Gentleman Jack is launched!  Thank you to all those who helped.

Gentleman Jack, the seventh novel in the DI Yates series – and the first about a serial killer – was published on October 15th 2018. This is a round-up of the events and some of the reviews I’ve been lucky to have received since.

On October 15th, Bookmark in Spalding – always a staunch and much-appreciated supporter of my novels – gave me a signing session.

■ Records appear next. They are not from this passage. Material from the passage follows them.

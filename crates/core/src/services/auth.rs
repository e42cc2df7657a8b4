//! Credential service.
//!
//! Password hashing, bearer-token issue/validation, and the
//! register/login flows built on top of them.

use std::str::FromStr;

use argon2::{
    Argon2,
    password_hash::{PasswordHash, PasswordHasher, PasswordVerifier, SaltString, rand_core::OsRng},
};
use draftsmith_common::{AppError, AppResult, Config};
use draftsmith_db::{entities::user, repositories::UserRepository};
use jsonwebtoken::{Algorithm, DecodingKey, EncodingKey, Header, Validation};
use serde::{Deserialize, Serialize};
use validator::Validate;

/// Bearer token claim set.
///
/// `sub` is the string-encoded user ID regardless of its native numeric
/// type; signing with a numeric subject trips type checks in common JWT
/// implementations, so the normalization is deliberate.
#[derive(Debug, Serialize, Deserialize)]
struct Claims {
    sub: String,
    exp: usize,
}

/// Credential service: hashes passwords and issues/resolves bearer tokens.
///
/// Stateless aside from the signing secret and algorithm, both fixed at
/// construction and never rotated within a process lifetime.
#[derive(Clone)]
pub struct AuthService {
    user_repo: UserRepository,
    secret: String,
    algorithm: Algorithm,
    token_ttl: chrono::Duration,
}

/// Input for registering a new user.
#[derive(Debug, Deserialize, Validate)]
pub struct RegisterInput {
    #[validate(email)]
    pub email: String,

    #[validate(length(min = 8, max = 128))]
    pub password: String,

    #[validate(length(max = 255))]
    pub full_name: Option<String>,
}

/// Input for logging in.
#[derive(Debug, Deserialize)]
pub struct LoginInput {
    pub email: String,
    pub password: String,
}

impl AuthService {
    /// Create a new credential service from the process configuration.
    pub fn new(user_repo: UserRepository, config: &Config) -> AppResult<Self> {
        let algorithm = Algorithm::from_str(&config.auth.algorithm).map_err(|_| {
            AppError::Config(format!(
                "Unknown signing algorithm: {}",
                config.auth.algorithm
            ))
        })?;

        Ok(Self {
            user_repo,
            secret: config.auth.secret_key.clone(),
            algorithm,
            token_ttl: chrono::Duration::minutes(config.auth.access_token_expire_minutes),
        })
    }

    /// Register a new user.
    pub async fn register(&self, input: RegisterInput) -> AppResult<user::Model> {
        input.validate()?;

        if self.user_repo.find_by_email(&input.email).await?.is_some() {
            return Err(AppError::BadRequest("Email already registered".to_string()));
        }

        let hashed = hash_password(&input.password)?;

        self.user_repo
            .create(input.email, input.full_name, hashed)
            .await
    }

    /// Authenticate by email and password, returning the user and a fresh
    /// bearer token.
    ///
    /// Unknown email and wrong password produce the same error.
    pub async fn login(&self, input: LoginInput) -> AppResult<(user::Model, String)> {
        let invalid = || AppError::BadRequest("Incorrect email or password".to_string());

        let user = self
            .user_repo
            .find_by_email(&input.email)
            .await?
            .ok_or_else(invalid)?;

        if !verify_password(&input.password, &user.hashed_password) {
            return Err(invalid());
        }

        let token = self.issue_token(user.id)?;

        Ok((user, token))
    }

    /// Issue a signed, time-limited token for a user.
    pub fn issue_token(&self, user_id: i32) -> AppResult<String> {
        let expires_at = chrono::Utc::now() + self.token_ttl;

        let claims = Claims {
            sub: user_id.to_string(),
            exp: usize::try_from(expires_at.timestamp())
                .map_err(|_| AppError::Internal("Token expiry before epoch".to_string()))?,
        };

        jsonwebtoken::encode(
            &Header::new(self.algorithm),
            &claims,
            &EncodingKey::from_secret(self.secret.as_bytes()),
        )
        .map_err(|e| AppError::Internal(format!("Failed to sign token: {e}")))
    }

    /// Verify a token's signature and expiry and parse the subject back to
    /// its native ID type. Any failure is a uniform credential error.
    pub fn decode_token(&self, token: &str) -> AppResult<i32> {
        let data = jsonwebtoken::decode::<Claims>(
            token,
            &DecodingKey::from_secret(self.secret.as_bytes()),
            &Validation::new(self.algorithm),
        )
        .map_err(|_| AppError::Unauthorized)?;

        data.claims
            .sub
            .parse::<i32>()
            .map_err(|_| AppError::Unauthorized)
    }

    /// Resolve a token to its user. A valid token whose subject no longer
    /// exists is treated the same as an invalid one.
    pub async fn resolve_token(&self, token: &str) -> AppResult<user::Model> {
        let user_id = self.decode_token(token)?;

        self.user_repo
            .find_by_id(user_id)
            .await?
            .ok_or(AppError::Unauthorized)
    }
}

/// Hash a password with argon2id. Each call generates a fresh salt.
pub fn hash_password(password: &str) -> AppResult<String> {
    let salt = SaltString::generate(&mut OsRng);
    let argon2 = Argon2::default();

    argon2
        .hash_password(password.as_bytes(), &salt)
        .map(|h| h.to_string())
        .map_err(|e| AppError::Internal(format!("Failed to hash password: {e}")))
}

/// Verify a password against a stored digest.
///
/// A malformed digest verifies as false rather than erroring, so a
/// corrupted row can never be mistaken for a server fault at login time.
#[must_use]
pub fn verify_password(password: &str, hash: &str) -> bool {
    let Ok(parsed_hash) = PasswordHash::new(hash) else {
        return false;
    };

    Argon2::default()
        .verify_password(password.as_bytes(), &parsed_hash)
        .is_ok()
}
//! Authentication endpoints.

use axum::{Form, Json, Router, extract::State, routing::get, routing::post};
use draftsmith_common::AppResult;
use draftsmith_core::{LoginInput, RegisterInput};
use draftsmith_db::entities::user;
use serde::{Deserialize, Serialize};

use crate::{extractors::AuthUser, middleware::AppState};

/// Registration request.
#[derive(Debug, Deserialize)]
pub struct RegisterRequest {
    pub email: String,
    pub password: String,
    pub full_name: Option<String>,
}

/// Create a new user account.
async fn register(
    State(state): State<AppState>,
    Json(req): Json<RegisterRequest>,
) -> AppResult<Json<user::Model>> {
    let user = state
        .auth_service
        .register(RegisterInput {
            email: req.email,
            password: req.password,
            full_name: req.full_name,
        })
        .await?;

    Ok(Json(user))
}

/// Login form body. The username field carries the email address,
/// matching the password-grant form convention.
#[derive(Debug, Deserialize)]
pub struct LoginForm {
    pub username: String,
    pub password: String,
}

/// Token response.
#[derive(Serialize)]
pub struct TokenResponse {
    pub access_token: String,
    pub token_type: &'static str,
}

/// Exchange credentials for a bearer token.
async fn login(
    State(state): State<AppState>,
    Form(form): Form<LoginForm>,
) -> AppResult<Json<TokenResponse>> {
    let (_user, token) = state
        .auth_service
        .login(LoginInput {
            email: form.username,
            password: form.password,
        })
        .await?;

    Ok(Json(TokenResponse {
        access_token: token,
        token_type: "bearer",
    }))
}

/// Return the calling user.
async fn me(AuthUser(user): AuthUser) -> Json<user::Model> {
    Json(user)
}

/// Create the auth router.
pub fn router() -> Router<AppState> {
    Router::new()
        .route("/register", post(register))
        .route("/login", post(login))
        .route("/me", get(me))
}

#[cfg(test)]
#[allow(clippy::unwrap_used)]
mod tests {
    use super::*;

    #[test]
    fn test_token_response_serialization() {
        let response = TokenResponse {
            access_token: "abc.def.ghi".to_string(),
            token_type: "bearer",
        };

        let json = serde_json::to_value(response).unwrap();
        assert_eq!(json["access_token"], "abc.def.ghi");
        assert_eq!(json["token_type"], "bearer");
    }

    #[test]
    fn test_login_form_decodes_urlencoded_body() {
        let form: LoginForm =
            serde_urlencoded::from_str("username=a%40example.com&password=hunter22").unwrap();

        assert_eq!(form.username, "a@example.com");
        assert_eq!(form.password, "hunter22");
    }
}
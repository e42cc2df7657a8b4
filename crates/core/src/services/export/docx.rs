//! Word document assembly.

use std::io::Cursor;

use docx_rs::{Docx, Paragraph, Run, Style, StyleType};
use draftsmith_common::{AppError, AppResult};
use draftsmith_db::entities::{project, section};

use super::ordered_sections;

/// Build a word-processor document for a project.
///
/// Layout: project title as the top heading, one paragraph stating the
/// topic, then per section (ascending order field) a level-1 heading of
/// the section title and a paragraph of its content.
pub fn build_docx(project: &project::Model, sections: &[section::Model]) -> AppResult<Vec<u8>> {
    let mut docx = Docx::new()
        .add_style(
            Style::new("Title", StyleType::Paragraph)
                .name("Title")
                .size(56)
                .bold(),
        )
        .add_style(
            Style::new("Heading1", StyleType::Paragraph)
                .name("Heading 1")
                .size(32)
                .bold(),
        )
        .add_paragraph(
            Paragraph::new()
                .style("Title")
                .add_run(Run::new().add_text(project.title.as_str())),
        )
        .add_paragraph(
            Paragraph::new().add_run(Run::new().add_text(format!("Topic: {}", project.topic))),
        );

    for section in ordered_sections(sections) {
        docx = docx
            .add_paragraph(
                Paragraph::new()
                    .style("Heading1")
                    .add_run(Run::new().add_text(section.title.as_str())),
            )
            .add_paragraph(
                Paragraph::new()
                    .add_run(Run::new().add_text(section.content.as_deref().unwrap_or(""))),
            );
    }

    let mut cursor = Cursor::new(Vec::new());
    docx.build()
        .pack(&mut cursor)
        .map_err(|e| AppError::Internal(format!("Failed to assemble docx: {e}")))?;

    Ok(cursor.into_inner())
}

On the 17th, I had a very lively interview with David Harding-Price at Radio Lincoln City.

Courtyard 3

Interviewed at Lincoln City Radio by David Harding-Price

Then it was back to Spalding for an event in the library on the afternoon of the 18th and to give a talk at Bookmark that evening. Both talks featured serial killing and how I have tackled the subject. At these events, I was delighted to meet so many friendly faces, both those well known to me and some new ones.  A very happy direct outcome of the Bookmark occasion was that I was able to meet an old schoolfriend whom I last saw before I was married; I was also reconnected with two other friends from Spalding High School. I was also privileged to be supported in the evening by the current owners of the real Sausage Hall and their daughter.

Courtyard 2

A warm reception at Spalding Bookmark

My sincere thanks to Sam and Sarah at Bookmark  and Sharman in the library, not forgetting all their colleagues for making these events a success.

On October 19th, I was interviewed by BBC Radio Lincolnshire’s Carla Green, who was as generous as always with her time and praise. (Then I went to India for five days – the day job intervened.)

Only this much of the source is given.